Intelligent neuroprostheses mimic natural motor control
Neuroscientists are taking inspiration from natural motor control to design new prosthetic devices that can better replace limb function. In new work, researchers have tested a range of brain-controlled devices - from wheelchairs to robots to advanced limbs - that work with their users to intelligently perform tasks.
These neuroprosthetic devices decode brain signals to determine the actions their users want to take, and then use advanced robotics to do the work of the spinal cord in orchestrating the movements. The use of shared control - new to neuroprostheses - "empowers users to perform complex tasks," says José del R. Millán, who presented the new work at the Cognitive Neuroscience Society (CNS) conference in San Francisco today.
Millán, a researcher at the Swiss Federal Institute of Technology in Lausanne, Switzerland, began his career designing autonomous robots that could learn from their own experiences. He then became interested in having these robots help disabled people in a "very natural, direct and intuitive way," he says. "And what more direct than decoding user's intention from their brain signals?"

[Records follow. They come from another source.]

//! Catalog administration commands.
//!
//! # Usage
//!
//! ```bash
//! # Add a cake with an embedded image
//! cake-shop admin add --name "Honey Cake" --price 19.50 --image-file honey.png
//!
//! # Change just the price of cake 3
//! cake-shop admin edit 3 --price 17
//!
//! # Delete cake 3 (asks first unless --yes)
//! cake-shop admin delete 3
//! ```
//!
//! Catalog changes live in memory only; run them inside `cake-shop shell` to
//! keep working with the edited catalog.

use std::io::Write;

use cake_shop_core::CakeId;
use cake_shop_storefront::config::StorefrontConfig;
use cake_shop_storefront::intake::CakeForm;
use cake_shop_storefront::prompt::Prompt;
use cake_shop_storefront::storage::LocalStorage;
use cake_shop_storefront::{AppError, AppState};

use super::CommandError;
use crate::{AdminAction, CakeFields, render};

/// Run an `admin` subcommand.
pub async fn run<S: LocalStorage>(
    shop: &mut AppState<S>,
    action: AdminAction,
    prompt: &mut impl Prompt,
    config: &StorefrontConfig,
    out: &mut impl Write,
) -> Result<(), CommandError> {
    match action {
        AdminAction::List => {
            render::write_admin_table(out, shop.catalog().cakes())?;
        }
        AdminAction::Add(fields) => {
            let mut form = CakeForm::new();
            fill_form(&mut form, fields, config).await?;
            if let Some(id) = shop.submit_form(&form, prompt) {
                writeln!(out, "Added cake {id}.")?;
            }
        }
        AdminAction::Edit { id, fields } => {
            let cake = shop.catalog().get(id).ok_or(AppError::CakeNotFound(id))?;
            let mut form = CakeForm::editing(cake);
            fill_form(&mut form, fields, config).await?;
            if let Some(id) = shop.submit_form(&form, prompt) {
                writeln!(out, "Updated cake {id}.")?;
            }
        }
        AdminAction::Delete { id } => delete(shop, id, prompt, out)?,
    }
    Ok(())
}

fn delete<S: LocalStorage>(
    shop: &mut AppState<S>,
    id: CakeId,
    prompt: &mut impl Prompt,
    out: &mut impl Write,
) -> Result<(), CommandError> {
    let existed = shop.catalog().get(id).is_some();
    if !shop.delete_cake(id, prompt) {
        writeln!(out, "Kept cake {id}.")?;
    } else if existed {
        writeln!(out, "Deleted cake {id}.")?;
    } else {
        writeln!(out, "No cake {id} in the catalog; nothing deleted.")?;
    }
    Ok(())
}

/// Copy the given fields onto the form. An image file wins over the current
/// image; omitted fields are left alone.
async fn fill_form(
    form: &mut CakeForm,
    fields: CakeFields,
    config: &StorefrontConfig,
) -> cake_shop_storefront::Result<()> {
    let CakeFields {
        name,
        description,
        long_description,
        price,
        image_url,
        image_file,
    } = fields;

    if let Some(name) = name {
        form.name = name;
    }
    if let Some(description) = description {
        form.description = description;
    }
    if let Some(long_description) = long_description {
        form.long_description = long_description;
    }
    if let Some(price) = price {
        form.price = price;
    }
    if let Some(url) = image_url {
        form.set_image_url(url);
    }
    if let Some(path) = image_file {
        form.attach_image_file(&path, config.max_image_bytes).await?;
    }
    Ok(())
}
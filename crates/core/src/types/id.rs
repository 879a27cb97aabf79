//! Newtype IDs for type-safe entity references.
//!
//! Use the `define_id!` macro to create type-safe ID wrappers that prevent
//! accidentally mixing IDs from different entity types.

/// Macro to define a type-safe ID wrapper.
///
/// Creates a newtype wrapper around `u32` with:
/// - `Serialize`/`Deserialize` with `#[serde(transparent)]`
/// - `Debug`, `Clone`, `Copy`, `PartialEq`, `Eq`, `PartialOrd`, `Ord`, `Hash`
/// - Conversion methods: `new()`, `as_u32()`, `next()`
/// - `From<u32>`, `Into<u32>` and `FromStr` implementations
///
/// # Example
///
/// ```rust
/// # use cake_shop_core::define_id;
/// define_id!(BoxId);
/// define_id!(ShelfId);
///
/// let box_id = BoxId::new(1);
/// let shelf_id = ShelfId::new(1);
///
/// // These are different types, so this won't compile:
/// // let _: BoxId = shelf_id;
/// ```
#[macro_export]
macro_rules! define_id {
    ($name:ident) => {
        #[derive(
            Debug,
            Clone,
            Copy,
            PartialEq,
            Eq,
            PartialOrd,
            Ord,
            Hash,
            ::serde::Serialize,
            ::serde::Deserialize
        )]
        #[serde(transparent)]
        pub struct $name(u32);

        impl $name {
            /// Create a new ID from a u32 value.
            #[must_use]
            pub const fn new(id: u32) -> Self {
                Self(id)
            }

            /// Get the underlying u32 value.
            #[must_use]
            pub const fn as_u32(&self) -> u32 {
                self.0
            }

            /// The ID that follows this one.
            #[must_use]
            pub const fn next(&self) -> Self {
                Self(self.0.saturating_add(1))
            }
        }

        impl ::core::fmt::Display for $name {
            fn fmt(&self, f: &mut ::core::fmt::Formatter<'_>) -> ::core::fmt::Result {
                write!(f, "{}", self.0)
            }
        }

        impl ::core::str::FromStr for $name {
            type Err = ::core::num::ParseIntError;

            fn from_str(s: &str) -> ::core::result::Result<Self, Self::Err> {
                s.trim().parse::<u32>().map(Self)
            }
        }

        impl From<u32> for $name {
            fn from(id: u32) -> Self {
                Self(id)
            }
        }

        impl From<$name> for u32 {
            fn from(id: $name) -> Self {
                id.0
            }
        }
    };
}

define_id!(CakeId);

#[cfg(test)]
mod tests {
    use super::*;

    #[test]
    fn test_next_increments() {
        assert_eq!(CakeId::new(6).next(), CakeId::new(7));
        assert_eq!(CakeId::new(u32::MAX).next(), CakeId::new(u32::MAX));
    }

    #[test]
    fn test_parse_trims_whitespace() {
        assert_eq!(" 12 ".parse::<CakeId>().ok(), Some(CakeId::new(12)));
        assert!("twelve".parse::<CakeId>().is_err());
    }

    #[test]
    fn test_serializes_as_bare_integer() {
        let json = serde_json::to_string(&CakeId::new(3)).unwrap();
        assert_eq!(json, "3");
    }
}
//! Terminal implementation of the storefront's confirm/acknowledge prompts.

use std::io::{self, BufRead, Write};

use cake_shop_storefront::prompt::Prompt;

/// Asks on stdout and reads the answer from stdin.
///
/// With `assume_yes` every confirmation is granted without asking.
pub struct TerminalPrompt {
    assume_yes: bool,
}

impl TerminalPrompt {
    pub const fn new(assume_yes: bool) -> Self {
        Self { assume_yes }
    }
}

impl Prompt for TerminalPrompt {
    fn confirm(&mut self, message: &str) -> bool {
        if self.assume_yes {
            return true;
        }
        let mut stdout = io::stdout().lock();
        let mut stdin = io::stdin().lock();
        ask(&mut stdin, &mut stdout, message).unwrap_or_else(|e| {
            tracing::warn!(error = %e, "Could not read answer, treating as no");
            false
        })
    }

    fn acknowledge(&mut self, message: &str) {
        if let Err(e) = writeln!(io::stdout(), "{message}") {
            tracing::warn!(error = %e, "Could not show message");
        }
    }
}

/// Write `message` with a `[y/N]` suffix and read one line. Only `y` or
/// `yes` (any case) counts as consent; end of input is a no.
fn ask(input: &mut impl BufRead, out: &mut impl Write, message: &str) -> io::Result<bool> {
    write!(out, "{message} [y/N] ")?;
    out.flush()?;

    let mut answer = String::new();
    input.read_line(&mut answer)?;
    Ok(matches!(
        answer.trim().to_ascii_lowercase().as_str(),
        "y" | "yes"
    ))
}

#[cfg(test)]
#[allow(clippy::unwrap_used)]
mod tests {
    use std::io::Cursor;

    use super::*;

    fn answer(input: &str) -> bool {
        let mut out = Vec::new();
        ask(&mut Cursor::new(input), &mut out, "Delete?").unwrap()
    }

    #[test]
    fn test_ask_accepts_yes() {
        assert!(answer("y\n"));
        assert!(answer("YES\n"));
        assert!(answer("  yes  \n"));
    }

    #[test]
    fn test_ask_defaults_to_no() {
        assert!(!answer("\n"));
        assert!(!answer("n\n"));
        assert!(!answer("sure\n"));
        assert!(!answer(""));
    }

    #[test]
    fn test_ask_writes_question() {
        let mut out = Vec::new();
        ask(&mut Cursor::new("n\n"), &mut out, "Delete?").unwrap();
        assert_eq!(String::from_utf8(out).unwrap(), "Delete? [y/N] ");
    }

    #[test]
    fn test_assume_yes_never_reads() {
        let mut prompt = TerminalPrompt::new(true);
        assert!(prompt.confirm("Delete?"));
    }
}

So, Millán began working on "brain-computer interfaces" (BCIs), designing devices that use people's own brain activity to restore hand grasping and locomotion, or provide mobility via wheelchairs or telepresence robots, using people's own brain activity.
"The prostheses and robots that our BCIs control are intelligent, as they can interpret many low-level details that are not necessarily coded in the mental commands," he says. Importantly, they also work autonomously if the users do not want to change their behavior. This function mirrors how our deep brain areas, spinal cord, and musculoskeletal system work together in many routine tasks, allowing our bodies to do simple tasks while we focus our attention elsewhere.
In his and colleagues' latest work, they tested a variety of brain-controlled devices on people with motor disabilities, in some case quite severe. The participants successfully completed tasks ranging from writing to navigation at similar levels of performance as healthy control groups.
The individuals operated the devices by voluntarily and spontaneously modulating the electrical brain activity, called EEGs, to deliver commands. EEGs have the benefit that they can be recorded non-invasively through probes on the scalp, rather than requiring surgery or sophisticated machinery. "It also provides a global picture of our brain patterns, what is necessary to decode all the variety of neural correlates we want to exploit," Millán explains.
The participants needed a relatively short training period of no more than 9 sessions before being able to operate the devices. And those using telepresence robots were able to successfully navigate through environments they had never visited. Key to their success, Millán says, was the concept of shared control - using robots' sensory capabilities to interpret the users' command in context.
The BCI processes users' intentions and decision-making mainly from the cerebral cortex . But, Millán notes that many elements of skilled movements are handled in the brainstem and spinal cord. By designing the intelligent device to control the lower-level movements in concert with the higher-level brain activity from the BCI, the neuroprostheses come closer to natural motor control. "We aim to interact with these neuroprostheses as if they were our new body, using the very same neural signals and principles that control our muscles," Millán says.
As an example of the new types of neuroprostheses, Millán points to a brain-controlled wheelchair he and colleagues designed and published a paper about last year. Its users can drive it reliably and safely over long periods of time as a result of the shared control system reducing the cognitive workload. The wheelchairs are currently in the evaluation phase, to make sure that they will work in daily life conditions for a large number of people with motor disabilities.
Two of the biggest challenges for neuroprosthetics are finding new physical interfaces in addition to EEG that can operate permanently and over long periods of time, as well as providing rich sensory feedback. "This sensory information will make users feel the neuroprosthesis and the environment, what is essential to promote user's agency and ownership of the prosthesis," Millán says.
"The third major challenge is the one at the core of cognitive neuroscience: We must decode and integrate in the prosthetic control loop information about perceptual cognitive processes of the user that are crucial for volitional interaction," he says. These processes include awareness to errors made by the device, anticipation of critical decision points, and lapses of attention.
"Future neuroprostheses—robots and exoskeletons controlled via a BCI—will be tightly coupled with the user in such a way that the resulting system can replace and restore impaired limb functions because it will be controlled by the same neural signals as their natural counterparts," Millán says. "This is no longer science fiction; the questions now are which are the key components to guarantee reliability and long-term operation of neuroprostheses, and when they will part of the clinical portfolio available to motor-disabled people."